SUN CITY CENTER — The men in a neat white car cruised past houses that look almost the same. The sun beat down everywhere. Off the quiet streets, the white houses, the hood of the car. The car's windows were up, and Walt Cawain had not turned on the air conditioner.
They saw problems in almost every block. Bad lawns. An unkempt office plaza. Weeds.
Cawain, 71, and Ewing Smith, 86, are not going to let any of this slide. They have formed a group, Citizens for the Betterment of Sun City Center. They have written proposed codes addressing take-out and return times for trash containers, neat carports, stain-free sidewalks, limiting yard sales to twice a year and mandating pet vaccinations, to name just a few. The packet of new rules would apply to all of Sun City Center, but realistically would affect only the 20 percent of homes that are not in homeowners associations.
If the county legal staff and the County Commission go along with these restrictions, Sun City Center will join Town 'N Country and a stretch of State Road 60 in Brandon as "overlay districts" that merit special attention from county codes investigators.

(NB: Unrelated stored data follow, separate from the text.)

//! Keyed result maps
//!
//! [`collect_object`] turns a result set into a map from one column's value
//! to a per-row value chosen by an [`ObjectMapper`]. A later row with the same
//! key replaces the earlier value but keeps its position.

use indexmap::IndexMap;
use rowgraph_core::{Map, Value};
use std::fmt;

/// Result of [`Database::all_object`](crate::Database::all_object)
pub type ObjectMap = IndexMap<String, Value>;

/// How each row becomes a map value
pub enum ObjectMapper {
    /// The value of one column
    Column(String),
    /// An object holding the listed columns, in list order
    Columns(Vec<String>),
    /// Caller-supplied projection
    Function(Box<dyn Fn(&Value) -> Value + Send + Sync>),
    /// Every column except the key: none gives `Null`, one gives its value,
    /// more give an object
    Default,
}

impl ObjectMapper {
    /// Mapper taking one column
    pub fn column(name: impl Into<String>) -> Self {
        ObjectMapper::Column(name.into())
    }

    /// Mapper selecting several columns
    pub fn columns<I, S>(names: I) -> Self
    where
        I: IntoIterator<Item = S>,
        S: Into<String>,
    {
        ObjectMapper::Columns(names.into_iter().map(Into::into).collect())
    }

    /// Mapper running `f` on each row
    pub fn function<F>(f: F) -> Self
    where
        F: Fn(&Value) -> Value + Send + Sync + 'static,
    {
        ObjectMapper::Function(Box::new(f))
    }

    fn apply(&self, key_column: &str, row: &Value) -> Value {
        match self {
            ObjectMapper::Column(name) => row.get(name).cloned().unwrap_or(Value::Null),
            ObjectMapper::Columns(names) => Value::Object(
                names
                    .iter()
                    .map(|n| (n.clone(), row.get(n).cloned().unwrap_or(Value::Null)))
                    .collect(),
            ),
            ObjectMapper::Function(f) => f(row),
            ObjectMapper::Default => {
                let rest: Map = match row.as_object() {
                    Some(fields) => fields
                        .iter()
                        .filter(|(k, _)| k.as_str() != key_column)
                        .map(|(k, v)| (k.clone(), v.clone()))
                        .collect(),
                    None => return Value::Null,
                };
                match rest.len() {
                    0 => Value::Null,
                    1 => rest.into_iter().next().map_or(Value::Null, |(_, v)| v),
                    _ => Value::Object(rest),
                }
            }
        }
    }
}

impl Default for ObjectMapper {
    fn default() -> Self {
        ObjectMapper::Default
    }
}

impl fmt::Debug for ObjectMapper {
    fn fmt(&self, f: &mut fmt::Formatter<'_>) -> fmt::Result {
        match self {
            ObjectMapper::Column(name) => f.debug_tuple("Column").field(name).finish(),
            ObjectMapper::Columns(names) => f.debug_tuple("Columns").field(names).finish(),
            ObjectMapper::Function(_) => f.write_str("Function(..)"),
            ObjectMapper::Default => f.write_str("Default"),
        }
    }
}

/// Build the keyed map for `rows`.
///
/// Rows rejected by `filter` are skipped. Keys are the key column rendered
/// with [`Value::to_key_string`]; a missing key column renders as `null`.
pub fn collect_object(
    rows: &[Value],
    key_column: &str,
    mapper: &ObjectMapper,
    filter: Option<&dyn Fn(&Value) -> bool>,
) -> ObjectMap {
    let mut out = ObjectMap::with_capacity(rows.len());
    for row in rows {
        if let Some(keep) = filter {
            if !keep(row) {
                continue;
            }
        }
        let key = row
            .get(key_column)
            .map_or_else(|| Value::Null.to_key_string(), Value::to_key_string);
        out.insert(key, mapper.apply(key_column, row));
    }
    out
}
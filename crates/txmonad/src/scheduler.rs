//! Sequential execution of a node graph
//!
//! The scheduler walks the graph iteratively with an explicit stack of
//! pending continuations, so chains of any length run without native
//! recursion.
//!
//! ## Walk
//!
//! ```text
//! descend(node):
//!     mark Bound
//!     Chain/Catch -> push frame, descend(parent)
//!     Join        -> push frame(second), descend(first)
//!     Query       -> execute now, settle
//!     Ready       -> settle
//!
//! loop: pop frame, feed it the last outcome
//!     a continuation that returns a node pushes Follow and descends into it
//! ```
//!
//! Every query executes exactly once, at the moment its node is bound, and
//! only one statement is ever in flight on the transaction.
//!
//! ## Node states
//!
//! ```text
//! Pending ──bind──> Bound ──settle──> Resolved | Rejected
//! ```

use crate::node::{Combiner, Continuation, Next, NodeId, NodeKind, Recovery, TxMonad};
use indexmap::IndexMap;
use rowgraph_core::{Executor, Query, Result, Value};

/// Lifecycle state of a node
#[derive(Debug, Clone, Copy, PartialEq, Eq)]
pub enum NodeState {
    /// Built, no transaction yet
    Pending,
    /// Transaction supplied, outcome not known yet
    Bound,
    /// Settled with a value
    Resolved,
    /// Settled with an error
    Rejected,
}

impl NodeState {
    /// Check whether the state is terminal
    pub fn is_settled(&self) -> bool {
        matches!(self, NodeState::Resolved | NodeState::Rejected)
    }
}

/// Record of one run: executed statements and final node states
#[derive(Debug, Clone, Default)]
pub struct RunTrace {
    executed: Vec<Query>,
    states: IndexMap<NodeId, NodeState>,
}

impl RunTrace {
    /// Statements sent to the transaction, in order
    pub fn executed(&self) -> &[Query] {
        &self.executed
    }

    /// Statement texts sent to the transaction, in order
    pub fn executed_texts(&self) -> Vec<&str> {
        self.executed.iter().map(|q| q.text.as_str()).collect()
    }

    /// State of a node; nodes the run never reached are `Pending`
    pub fn state(&self, id: NodeId) -> NodeState {
        self.states.get(&id).copied().unwrap_or(NodeState::Pending)
    }

    /// Nodes the run bound, in binding order
    pub fn bound_nodes(&self) -> impl Iterator<Item = NodeId> + '_ {
        self.states.keys().copied()
    }
}

enum Frame {
    Chain { id: NodeId, f: Continuation },
    Catch { id: NodeId, f: Recovery },
    JoinSecond { id: NodeId, second: Box<TxMonad>, f: Combiner },
    JoinCombine { id: NodeId, first: Value, f: Combiner },
    Follow { id: NodeId },
}

pub(crate) struct Scheduler<'t> {
    tx: &'t mut dyn Executor,
    stack: Vec<Frame>,
    trace: RunTrace,
}

impl<'t> Scheduler<'t> {
    pub(crate) fn new(tx: &'t mut dyn Executor) -> Self {
        Scheduler {
            tx,
            stack: Vec::new(),
            trace: RunTrace::default(),
        }
    }

    pub(crate) fn run(mut self, root: TxMonad) -> (Result<Value>, RunTrace) {
        let root_id = root.id;
        let mut outcome = self.descend(root);
        while let Some(frame) = self.stack.pop() {
            outcome = self.resume(frame, outcome);
        }
        tracing::debug!(
            node = %root_id,
            queries = self.trace.executed.len(),
            ok = outcome.is_ok(),
            "deferred chain settled"
        );
        (outcome, self.trace)
    }

    fn descend(&mut self, root: TxMonad) -> Result<Value> {
        let mut node = root;
        loop {
            let id = node.id;
            self.transition(id, NodeState::Bound);
            match node.take_kind() {
                NodeKind::Ready(result) => return self.settle(id, result),
                NodeKind::Query(query) => {
                    let result = self.execute(&query);
                    self.trace.executed.push(query);
                    return self.settle(id, result);
                }
                NodeKind::Chain { parent, f } => {
                    self.stack.push(Frame::Chain { id, f });
                    node = *parent;
                }
                NodeKind::Catch { parent, f } => {
                    self.stack.push(Frame::Catch { id, f });
                    node = *parent;
                }
                NodeKind::Join { first, second, f } => {
                    self.stack.push(Frame::JoinSecond { id, second, f });
                    node = *first;
                }
            }
        }
    }

    fn resume(&mut self, frame: Frame, outcome: Result<Value>) -> Result<Value> {
        match frame {
            Frame::Chain { id, f } => match outcome {
                Ok(value) => self.follow(id, f(value)),
                Err(e) => self.settle(id, Err(e)),
            },
            Frame::Catch { id, f } => match outcome {
                Ok(value) => self.settle(id, Ok(value)),
                Err(e) => {
                    tracing::trace!(node = %id, error = %e, "recovering rejection");
                    self.follow(id, f(e))
                }
            },
            Frame::JoinSecond { id, second, f } => match outcome {
                Ok(first) => {
                    self.stack.push(Frame::JoinCombine { id, first, f });
                    self.descend(*second)
                }
                Err(e) => self.settle(id, Err(e)),
            },
            Frame::JoinCombine { id, first, f } => match outcome {
                Ok(second) => self.follow(id, f(first, second)),
                Err(e) => self.settle(id, Err(e)),
            },
            Frame::Follow { id } => self.settle(id, outcome),
        }
    }

    fn follow(&mut self, id: NodeId, next: Result<Next>) -> Result<Value> {
        match next {
            Ok(Next::Value(value)) => self.settle(id, Ok(value)),
            Ok(Next::Node(node)) => {
                self.stack.push(Frame::Follow { id });
                self.descend(node)
            }
            Err(e) => self.settle(id, Err(e)),
        }
    }

    fn execute(&mut self, query: &Query) -> Result<Value> {
        tracing::debug!(sql = %query.text, params = query.values.len(), "executing deferred query");
        self.tx
            .execute_query(query)
            .map(|rows| Value::Array(rows.into_iter().map(Value::Object).collect()))
            .map_err(|e| e.with_query(&query.text, &query.values))
    }

    fn settle(&mut self, id: NodeId, result: Result<Value>) -> Result<Value> {
        let state = if result.is_ok() {
            NodeState::Resolved
        } else {
            NodeState::Rejected
        };
        self.transition(id, state);
        result
    }

    fn transition(&mut self, id: NodeId, state: NodeState) {
        tracing::trace!(node = %id, ?state, "node transition");
        self.trace.states.insert(id, state);
    }
}
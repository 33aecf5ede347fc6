//! SQLite driver over one shared connection
//!
//! A transaction holds the connection lock from `BEGIN` until it is
//! committed, rolled back or dropped, so pool statements issued meanwhile
//! from other threads wait for it. Pool statements and `begin` issued from
//! the thread that owns the open transaction fail with
//! [`Error::Transaction`] instead of waiting on themselves.

use parking_lot::{ArcMutexGuard, Mutex, RawMutex};
use rowgraph_core::{Driver, Error, Executor, Result, Row, Transaction, Value};
use rusqlite::types::{Value as SqlValue, ValueRef};
use rusqlite::Connection;
use std::path::Path;
use std::sync::Arc;
use std::thread::{self, ThreadId};
use tracing::debug;

/// Driver backed by a single SQLite connection
#[derive(Clone)]
pub struct SqliteDriver {
    conn: Arc<Mutex<Connection>>,
    /// Thread that began the open transaction; set only while `conn` is held
    owner: Arc<Mutex<Option<ThreadId>>>,
}

impl SqliteDriver {
    /// Open (or create) a database file
    pub fn open(path: impl AsRef<Path>) -> Result<Self> {
        let path = path.as_ref();
        let conn = Connection::open(path).map_err(sql_error)?;
        debug!(path = %path.display(), "opened sqlite database");
        Ok(Self::from_connection(conn))
    }

    /// Open a private in-memory database
    pub fn open_in_memory() -> Result<Self> {
        let conn = Connection::open_in_memory().map_err(sql_error)?;
        Ok(Self::from_connection(conn))
    }

    /// Wrap an existing connection
    pub fn from_connection(conn: Connection) -> Self {
        SqliteDriver {
            conn: Arc::new(Mutex::new(conn)),
            owner: Arc::new(Mutex::new(None)),
        }
    }

    fn check_not_owner(&self) -> Result<()> {
        if *self.owner.lock() == Some(thread::current().id()) {
            return Err(Error::Transaction(
                "connection is held by a transaction open on this thread".to_string(),
            ));
        }
        Ok(())
    }
}

impl Driver for SqliteDriver {
    fn execute(&self, text: &str, params: &[Value]) -> Result<Vec<Row>> {
        self.check_not_owner()?;
        run(&self.conn.lock(), text, params)
    }

    fn begin(&self) -> Result<Box<dyn Transaction>> {
        self.check_not_owner()?;
        let guard = self.conn.lock_arc();
        guard
            .execute_batch("BEGIN")
            .map_err(|e| Error::Transaction(e.to_string()))?;
        *self.owner.lock() = Some(thread::current().id());
        Ok(Box::new(SqliteTransaction {
            conn: Some(guard),
            owner: Arc::clone(&self.owner),
        }))
    }
}

/// Open transaction on a [`SqliteDriver`]; rolled back if dropped
pub struct SqliteTransaction {
    conn: Option<ArcMutexGuard<RawMutex, Connection>>,
    owner: Arc<Mutex<Option<ThreadId>>>,
}

impl SqliteTransaction {
    fn finish(&mut self, statement: &str) -> Result<()> {
        match self.conn.take() {
            Some(conn) => {
                let result = conn
                    .execute_batch(statement)
                    .map_err(|e| Error::Transaction(e.to_string()));
                // cleared before the guard is released
                *self.owner.lock() = None;
                result
            }
            None => Err(Error::Transaction("transaction already finished".to_string())),
        }
    }
}

impl Executor for SqliteTransaction {
    fn execute(&mut self, text: &str, params: &[Value]) -> Result<Vec<Row>> {
        match &self.conn {
            Some(conn) => run(conn, text, params),
            None => Err(Error::Transaction("transaction already finished".to_string())),
        }
    }
}

impl Transaction for SqliteTransaction {
    fn commit(mut self: Box<Self>) -> Result<()> {
        self.finish("COMMIT")
    }

    fn rollback(mut self: Box<Self>) -> Result<()> {
        self.finish("ROLLBACK")
    }
}

impl Drop for SqliteTransaction {
    fn drop(&mut self) {
        if self.conn.is_some() {
            if let Err(e) = self.finish("ROLLBACK") {
                tracing::warn!(error = %e, "rollback of abandoned transaction failed");
            }
        }
    }
}

fn run(conn: &Connection, text: &str, params: &[Value]) -> Result<Vec<Row>> {
    let mut stmt = conn.prepare(text).map_err(sql_error)?;
    let names: Vec<String> = stmt.column_names().into_iter().map(String::from).collect();
    let bound = params.iter().map(to_sql).collect::<Result<Vec<_>>>()?;

    let mut rows = stmt
        .query(rusqlite::params_from_iter(bound.iter()))
        .map_err(sql_error)?;
    let mut out = Vec::new();
    while let Some(r) = rows.next().map_err(sql_error)? {
        let mut row = Row::with_capacity(names.len());
        for (i, name) in names.iter().enumerate() {
            row.insert(name.clone(), from_sql(r.get_ref(i).map_err(sql_error)?));
        }
        out.push(row);
    }
    Ok(out)
}

fn to_sql(value: &Value) -> Result<SqlValue> {
    Ok(match value {
        Value::Null => SqlValue::Null,
        Value::Bool(b) => SqlValue::Integer(i64::from(*b)),
        Value::Int(i) => SqlValue::Integer(*i),
        Value::Float(f) => SqlValue::Real(*f),
        Value::String(s) => SqlValue::Text(s.clone()),
        Value::Bytes(b) => SqlValue::Blob(b.clone()),
        other => {
            return Err(Error::InvalidOperation(format!(
                "cannot bind {} as a sqlite parameter",
                other.type_name()
            )))
        }
    })
}

fn from_sql(value: ValueRef<'_>) -> Value {
    match value {
        ValueRef::Null => Value::Null,
        ValueRef::Integer(i) => Value::Int(i),
        ValueRef::Real(f) => Value::Float(f),
        ValueRef::Text(t) => Value::String(String::from_utf8_lossy(t).into_owned()),
        ValueRef::Blob(b) => Value::Bytes(b.to_vec()),
    }
}

fn sql_error(error: rusqlite::Error) -> Error {
    Error::execution(error.to_string())
}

This might not seem necessary, since Sun City Center's communitywide, 55-and-older age restriction already qualifies it as an overlay district. Moreover, the original covenants put in place by developer Del Webb in 1960 still apply to all 19,000 Sun City Center residents.
But the new rules would bring a layer of enforcement that code investigators now lack for residents who do not belong to homeowners associations.
Cawain and Ewing have been working on the upgrades to existing codes for at least 18 months. Both retirees bring a precision to their work honed during their careers — Cawain once worked for the CIA; Ewing was a college dean.
They drove through winding streets. They squinted through bifocals and pointed at a chewed-up lawn.
"How do the neighbors feel?" they both said at once. Passing a Century 21 real estate office, they glared at cars parked on the grass.
"That's not right," Cawain said. Commercial properties are on the group's watch list.
"I'll have to visit them," Smith said.
"I'll have to take a picture of it for my records," Cawain said.
The tour pointed up eyesores, such as a sagging block wall west of Prince of Peace Catholic Church on State Road 674. One of the Citizens for the Betterment of Sun City Center is talking to owners of nearby Rickenbacker Plaza about the discolored roof tile above a Bank of America branch. On the other side of the plaza, a mottled green satellite dish has collected mildew. A business owner has placed a Dumpster right by the entrance to Sun City Center Plaza.
"It just looks like hell," Cawain said.
Some of the sights remind them of battles won. An office strip shared by dentists on Del Webb Drive is being landscaped, after a word from Cawain and Smith's group. Business owners who live in other communities contribute to the problem, Smith said.
"We go to those people and say, 'Hey, you're a part of this community. You should take pride in this community where you work."
The work seems to be paying off. The county's Code Enforcement Department is taking the citizens' group seriously, and may delegate lawyers' time to draft their proposed codes into final form before they go to Sun City Center residents for a vote.
"It's worth considering," codes director Dexter Barge said of the group's proposal. "They are a very conscientious group and we have a good relationship."
If residents should pass the additional rules, they would be added to the area's existing building codes. That process could take another two years to complete — about the time, Cawain predicted, that Sun City Center could be close to built out. The group wants to get the rules in place before that happens. The developer WCI currently maintains a sparkling welcome center to greet potential home buyers, and contributes to landscaping the median along Sun City Center Boulevard.
The codes activists know their efforts will not be embraced by all. Cawain said the point is to protect neighbors from each other.
"We're not clipboard vigilantes," he said.